Though The Master centers on a cult, it profoundly eschews the typical tropes of the subgenre. (Though Lancaster does break Freddie down to render him almost dependent, which is Cults 101.) Instead, The Master is a riveting odyssey of a lonely man, reminiscent of an Albert Camus protagonist, in search of belonging but doomed to never fit in. He is maybe lost from the start, established via a long montage of Freddie carousing on a beach that borders on Lord of the Flies. But by the end of the movie you may feel sympathy for how much further he's gone into the abyss.
Much of the credit for the film's success is owed to Phoenix, whose Freddie is a proto-Joker without that movie's empty sociopathy.The Master is notably Phoenix's biggest role right after his 2010 mockumentary I'm Still Here which briefly left Phoenix radioactive in Hollywood. The Master is unofficially a comeback for Phoenix, who went on to crush it in Her, You Were Never Really Here, and of course, Joker.
Some big spoilers here, but the specific B-plot that left a crater in my soul was a "missed chance" with a girl from Freddie's hometown, Doris (Madisen Beaty, Once Upon a Time in Hollywood). A mere 16-year-old when Freddie leaves his home, Freddie's drunken aimlessness (a scar from his time in war) and personal cowardice sweeps him away, wandering elsewhere. It's only during a spontaneous return home does Freddie learn that he's too late. Suddenly, Doris is 23 and nowhere to be found, and Freddie looks lost and pathetic in her mother's front porch.
It's perhaps rote to mention the emotional crumbling we've all felt throughout Covid-19. But I imagine for many of us, the pandemic has forced us to re-evaluate our personal timelines. Pre-pandemic, we spent each day waking up to go somewhere, or at least had that possibility wide open. Amidst lockdown, we wonder exactly the life events that led us to live in the specific four walls we found ourselves stuck inside. Almost like Freddie, it's a relatable phenomenon to wander over to an ex's or former crush's Instagram and doomscroll to oblivion and ask yourself, Why aren't I with them? What choices did I make that left me here and them so far away? (It's not a healthy thing to do, but no one said this was productive.)

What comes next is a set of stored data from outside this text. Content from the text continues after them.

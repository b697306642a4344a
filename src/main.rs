//! SmartOLT Monitor
//!
//! Headless launcher: loads configuration, rehydrates the local state and
//! logs store changes until interrupted.
//! Reads configuration from TOML file (~/.config/smartolt-monitor/config.toml).

use std::sync::Arc;

use tracing::{error, info};
use tracing_subscriber::EnvFilter;

use smartolt::application::views::{scope, DashboardSummary};
use smartolt::config::{config_path, AppConfig, LogFormat};
use smartolt::App;

fn init_logging(level: &str, format: LogFormat) {
    let filter = EnvFilter::try_from_default_env().unwrap_or_else(|_| EnvFilter::new(level));
    match format {
        LogFormat::Pretty => tracing_subscriber::fmt().with_env_filter(filter).init(),
        LogFormat::Json => tracing_subscriber::fmt()
            .json()
            .with_env_filter(filter)
            .init(),
    }
}

#[tokio::main]
async fn main() -> Result<(), Box<dyn std::error::Error>> {
    // ── Load configuration ─────────────────────────────────────
    let path = config_path();
    let cfg = match AppConfig::load(&path) {
        Ok(cfg) => {
            init_logging(&cfg.logging.level, cfg.logging.format);
            info!("Configuration loaded from {}", path.display());
            cfg
        }
        Err(e) => {
            init_logging("info", LogFormat::Pretty);
            error!("Failed to load config: {}. Using defaults.", e);
            AppConfig::default()
        }
    };

    info!("Starting SmartOLT Monitor...");

    let app = Arc::new(App::from_config(cfg));
    let mut events = app.subscribe();

    if let Some(report) = app.rehydrate().await {
        info!(
            restored = ?report.restored,
            seeded = ?report.seeded,
            "Local state ready"
        );
    }
    app.wait_until_ready().await;

    {
        let state = app.state().await;
        let user = state.auth.current_user();
        let visible = scope(user, state.olt.olts(), state.onu.onus());
        let summary = DashboardSummary::compute(&visible, state.auth.users().len());
        match user {
            Some(user) => info!(user = %user.username, role = %user.role, "Session restored"),
            None => info!("No active session"),
        }
        info!(
            app_name = %state.settings.settings().app_name,
            olts = summary.total_olts,
            onus = summary.total_onus,
            online = summary.online_onus,
            offline = summary.offline_onus,
            users = summary.total_users,
            "Dashboard"
        );
    }

    info!("Watching for changes. Press Ctrl+C to exit.");
    loop {
        tokio::select! {
            message = events.recv() => match message {
                Some(message) => info!(
                    event = message.event.event_type(),
                    id = %message.id,
                    "Store changed"
                ),
                None => break,
            },
            _ = tokio::signal::ctrl_c() => {
                info!("Shutting down");
                break;
            }
        }
    }

    info!("👋 SmartOLT Monitor stopped");
    Ok(())
}
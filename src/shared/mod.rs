pub mod clock;
pub mod types;

pub use clock::*;
pub use types::*;
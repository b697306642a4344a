//! ONU domain entity

use chrono::{DateTime, Utc};
use serde::{Deserialize, Serialize};

use crate::domain::DeviceStatus;

/// WAN connection mode of a subscriber terminal
#[derive(Debug, Clone, Copy, PartialEq, Eq, Hash, Serialize, Deserialize)]
#[serde(rename_all = "lowercase")]
pub enum OnuMode {
    /// Dial-up over Ethernet; needs stored credentials
    Pppoe,
    /// Transparent bridge; no credentials
    Bridge,
}

impl std::fmt::Display for OnuMode {
    fn fmt(&self, f: &mut std::fmt::Formatter<'_>) -> std::fmt::Result {
        match self {
            Self::Pppoe => write!(f, "pppoe"),
            Self::Bridge => write!(f, "bridge"),
        }
    }
}

#[derive(Debug, Clone, Copy, PartialEq, Eq, Hash, Serialize, Deserialize)]
#[serde(rename_all = "lowercase")]
pub enum WlanSecurity {
    Open,
    Password,
}

/// Wireless LAN served by the terminal
#[derive(Debug, Clone, PartialEq, Eq, Serialize, Deserialize)]
pub struct WlanConfig {
    pub ssid: String,
    pub security: WlanSecurity,
    #[serde(default, skip_serializing_if = "Option::is_none")]
    pub password: Option<String>,
}

/// LAN ports that can be bound to the WAN service
pub const LAN_PORTS: [&str; 4] = ["LAN1", "LAN2", "LAN3", "LAN4"];

/// Optical Network Unit, the subscriber-side terminal
#[derive(Debug, Clone, PartialEq, Eq, Serialize, Deserialize)]
#[serde(rename_all = "camelCase")]
pub struct Onu {
    pub id: String,
    /// Owning OLT. Not enforced: the OLT may have been deleted since.
    pub olt_id: String,
    /// Copy of the owning OLT's name taken when the ONU was bound.
    /// Renaming or deleting the OLT does not touch it.
    pub olt_name: String,
    pub name: String,
    pub serial_number: String,
    pub mac_address: String,
    pub ip_address: String,
    pub status: DeviceStatus,
    /// Received optical power in dBm
    pub signal_strength: i32,
    /// Fiber distance from the OLT, e.g. "1.2 km"
    pub distance: String,
    pub port: String,
    pub vlan: u16,
    pub mode: OnuMode,
    #[serde(default, skip_serializing_if = "Option::is_none")]
    pub pppoe_username: Option<String>,
    #[serde(default, skip_serializing_if = "Option::is_none")]
    pub pppoe_password: Option<String>,
    pub port_binding: Vec<String>,
    pub wlan: WlanConfig,
    pub uptime: String,
    pub last_seen: DateTime<Utc>,
    #[serde(default, skip_serializing_if = "Option::is_none")]
    pub estimated_break_location: Option<String>,
}

impl Onu {
    /// PPPoE credentials are present iff the mode is PPPoE, and the WLAN
    /// password is present iff security is password.
    pub fn credentials_consistent(&self) -> bool {
        let pppoe = self.pppoe_username.is_some() && self.pppoe_password.is_some();
        let no_pppoe = self.pppoe_username.is_none() && self.pppoe_password.is_none();
        let pppoe_ok = match self.mode {
            OnuMode::Pppoe => pppoe,
            OnuMode::Bridge => no_pppoe,
        };
        let wlan_ok = match self.wlan.security {
            WlanSecurity::Password => self.wlan.password.is_some(),
            WlanSecurity::Open => self.wlan.password.is_none(),
        };
        pppoe_ok && wlan_ok
    }

    /// Distance in kilometres, if the display string can be read.
    pub fn distance_km(&self) -> Option<f64> {
        parse_distance_km(&self.distance)
    }
}

/// Parse a display distance such as "1.2 km" or "800 m" into kilometres.
pub fn parse_distance_km(raw: &str) -> Option<f64> {
    let trimmed = raw.trim();
    let (number, scale) = if let Some(km) = trimmed.strip_suffix("km") {
        (km, 1.0)
    } else if let Some(m) = trimmed.strip_suffix('m') {
        (m, 0.001)
    } else {
        (trimmed, 1.0)
    };
    let value: f64 = number.trim().parse().ok()?;
    if value.is_finite() && value >= 0.0 {
        Some(value * scale)
    } else {
        None
    }
}

#[cfg(test)]
mod tests {
    use super::*;

    #[test]
    fn parses_display_distances() {
        assert_eq!(parse_distance_km("1.2 km"), Some(1.2));
        assert_eq!(parse_distance_km("3km"), Some(3.0));
        assert_eq!(parse_distance_km("500 m"), Some(0.5));
        assert_eq!(parse_distance_km("far away"), None);
        assert_eq!(parse_distance_km("-1 km"), None);
    }
}
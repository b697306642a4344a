//! Local persistence of the four store partitions

mod file;
mod gate;
mod memory;
mod partition;
mod traits;

pub use file::FilePartitionStore;
pub use gate::BootGate;
pub use memory::InMemoryPartitionStore;
pub use partition::{Partition, PartitionDocument, SCHEMA_VERSION};
pub use traits::PartitionStore;
pub mod model;

pub use model::{Settings, AI_MODELS, DEFAULT_AI_MODEL, DEFAULT_APP_NAME};
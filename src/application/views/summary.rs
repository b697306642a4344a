//! Landing view aggregates

use serde::Serialize;

use super::Scope;
use crate::domain::{DeviceStatus, OnuMode};

/// Counts shown on the dashboard tiles.
///
/// Device counts come from the scoped rosters, so a technician never sees
/// numbers for sites outside their own. The user count covers the whole
/// roster; users are not location-scoped.
#[derive(Debug, Clone, Copy, Default, PartialEq, Eq, Serialize)]
#[serde(rename_all = "camelCase")]
pub struct DashboardSummary {
    pub total_olts: usize,
    pub total_onus: usize,
    pub online_onus: usize,
    pub offline_onus: usize,
    pub bridge_onus: usize,
    pub pppoe_onus: usize,
    pub total_users: usize,
}

impl DashboardSummary {
    pub fn compute(scope: &Scope, total_users: usize) -> Self {
        let onus = &scope.onus;
        Self {
            total_olts: scope.olts.len(),
            total_onus: onus.len(),
            online_onus: onus.iter().filter(|o| o.status == DeviceStatus::Online).count(),
            offline_onus: onus.iter().filter(|o| o.status == DeviceStatus::Offline).count(),
            bridge_onus: onus.iter().filter(|o| o.mode == OnuMode::Bridge).count(),
            pppoe_onus: onus.iter().filter(|o| o.mode == OnuMode::Pppoe).count(),
            total_users,
        }
    }
}

#[cfg(test)]
mod tests {
    use super::*;
    use crate::application::views::scope;
    use crate::domain::seed;

    #[test]
    fn admin_summary_covers_everything() {
        let users = seed::users();
        let visible = scope(Some(&users[0]), &seed::olts(), &seed::onus());
        let summary = DashboardSummary::compute(&visible, users.len());

        assert_eq!(
            summary,
            DashboardSummary {
                total_olts: 2,
                total_onus: 3,
                online_onus: 2,
                offline_onus: 1,
                bridge_onus: 1,
                pppoe_onus: 2,
                total_users: 2,
            }
        );
    }

    #[test]
    fn technician_summary_counts_only_scoped_devices() {
        let users = seed::users();
        let visible = scope(Some(&users[1]), &seed::olts(), &seed::onus());
        let summary = DashboardSummary::compute(&visible, users.len());

        assert_eq!(summary.total_olts, 1);
        assert_eq!(summary.total_onus, 2);
        assert_eq!(summary.offline_onus, 0);
        assert_eq!(summary.pppoe_onus, 1);
        assert_eq!(summary.total_users, 2);
    }
}
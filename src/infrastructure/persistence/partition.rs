use std::fmt;

use serde::{Deserialize, Serialize};

/// Layout version written into every partition document.
pub const SCHEMA_VERSION: u32 = 1;

/// The four independently persisted slices of application state
#[derive(Debug, Clone, Copy, PartialEq, Eq, Hash, Serialize, Deserialize)]
#[serde(rename_all = "lowercase")]
pub enum Partition {
    Auth,
    Olt,
    Onu,
    Settings,
}

impl Partition {
    pub const ALL: [Partition; 4] = [
        Partition::Auth,
        Partition::Olt,
        Partition::Onu,
        Partition::Settings,
    ];

    /// Stable storage key
    pub fn name(&self) -> &'static str {
        match self {
            Partition::Auth => "auth",
            Partition::Olt => "olt",
            Partition::Onu => "onu",
            Partition::Settings => "settings",
        }
    }

    pub fn file_name(&self) -> String {
        format!("{}.json", self.name())
    }
}

impl fmt::Display for Partition {
    fn fmt(&self, f: &mut fmt::Formatter<'_>) -> fmt::Result {
        f.write_str(self.name())
    }
}

/// On-disk envelope: `{"version": 1, "state": {...}}`
#[derive(Debug, Clone, PartialEq, Serialize, Deserialize)]
pub struct PartitionDocument {
    pub version: u32,
    pub state: serde_json::Value,
}

impl PartitionDocument {
    pub fn new(state: serde_json::Value) -> Self {
        Self {
            version: SCHEMA_VERSION,
            state,
        }
    }

    pub fn is_current(&self) -> bool {
        self.version == SCHEMA_VERSION
    }
}
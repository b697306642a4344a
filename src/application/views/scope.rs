//! Role-based visibility
//!
//! Every screen goes through [`scope`]; no other code decides which
//! devices a session may see.

use std::collections::HashSet;

use crate::domain::{Olt, Onu, User, UserRole};

/// The part of the rosters a session is allowed to see
#[derive(Debug, Clone, Default, PartialEq, Eq)]
pub struct Scope {
    pub olts: Vec<Olt>,
    pub onus: Vec<Onu>,
}

impl Scope {
    pub fn contains_olt(&self, id: &str) -> bool {
        self.olts.iter().any(|olt| olt.id == id)
    }

    pub fn contains_onu(&self, id: &str) -> bool {
        self.onus.iter().any(|onu| onu.id == id)
    }

    pub fn onu(&self, id: &str) -> Option<&Onu> {
        self.onus.iter().find(|onu| onu.id == id)
    }
}

/// Restrict the rosters to what `user` may see.
///
/// - super-admin: everything, order preserved
/// - technician: OLTs whose location equals the user's location, and the
///   ONUs bound to those OLTs; a technician without a location sees nothing
/// - no session: nothing
pub fn scope(user: Option<&User>, olts: &[Olt], onus: &[Onu]) -> Scope {
    let Some(user) = user else {
        return Scope::default();
    };

    match user.role {
        UserRole::SuperAdmin => Scope {
            olts: olts.to_vec(),
            onus: onus.to_vec(),
        },
        UserRole::Technician => {
            let Some(location) = user.location.as_deref() else {
                return Scope::default();
            };
            let visible: Vec<Olt> = olts
                .iter()
                .filter(|olt| olt.location == location)
                .cloned()
                .collect();
            let ids: HashSet<&str> = visible.iter().map(|olt| olt.id.as_str()).collect();
            let onus = onus
                .iter()
                .filter(|onu| ids.contains(onu.olt_id.as_str()))
                .cloned()
                .collect();
            Scope {
                olts: visible,
                onus,
            }
        }
    }
}

/// Distinct OLT locations in first-seen order, for assigning technicians.
pub fn locations(olts: &[Olt]) -> Vec<String> {
    let mut seen = HashSet::new();
    olts.iter()
        .filter(|olt| seen.insert(olt.location.as_str()))
        .map(|olt| olt.location.clone())
        .collect()
}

In the end, regardless of your own regrets, The Master stands tall as one of Anderson's finest work — a towering accolade in a filmography that includes bonafide classics. Anderson himself believes The Master is his creative high point, despite the generally muted presence it has in film discourse today. “I’m not sure it’s entirely successful," Anderson said in a 2018 interview with the L.A. Times. "But that’s fine with me. It feels right. It feels unique to me.”
Anderson continued, saying:
"I really hope it will be something people can revisit and enjoy in a way that equals my pride in it. And pride can be a dangerous thing, and I’m not being very quiet about my pride in saying all this. But I just feel really proud of it. And of course, there’s a particular sentimentality attached to it for a number of personal reasons. It’s all wrapped up."
The Master may not be Paul Thomas Anderson's most popular work. But nine years later, it is perhaps unparalleled.
The Master is streaming now on Netflix until January 15 in the U.S.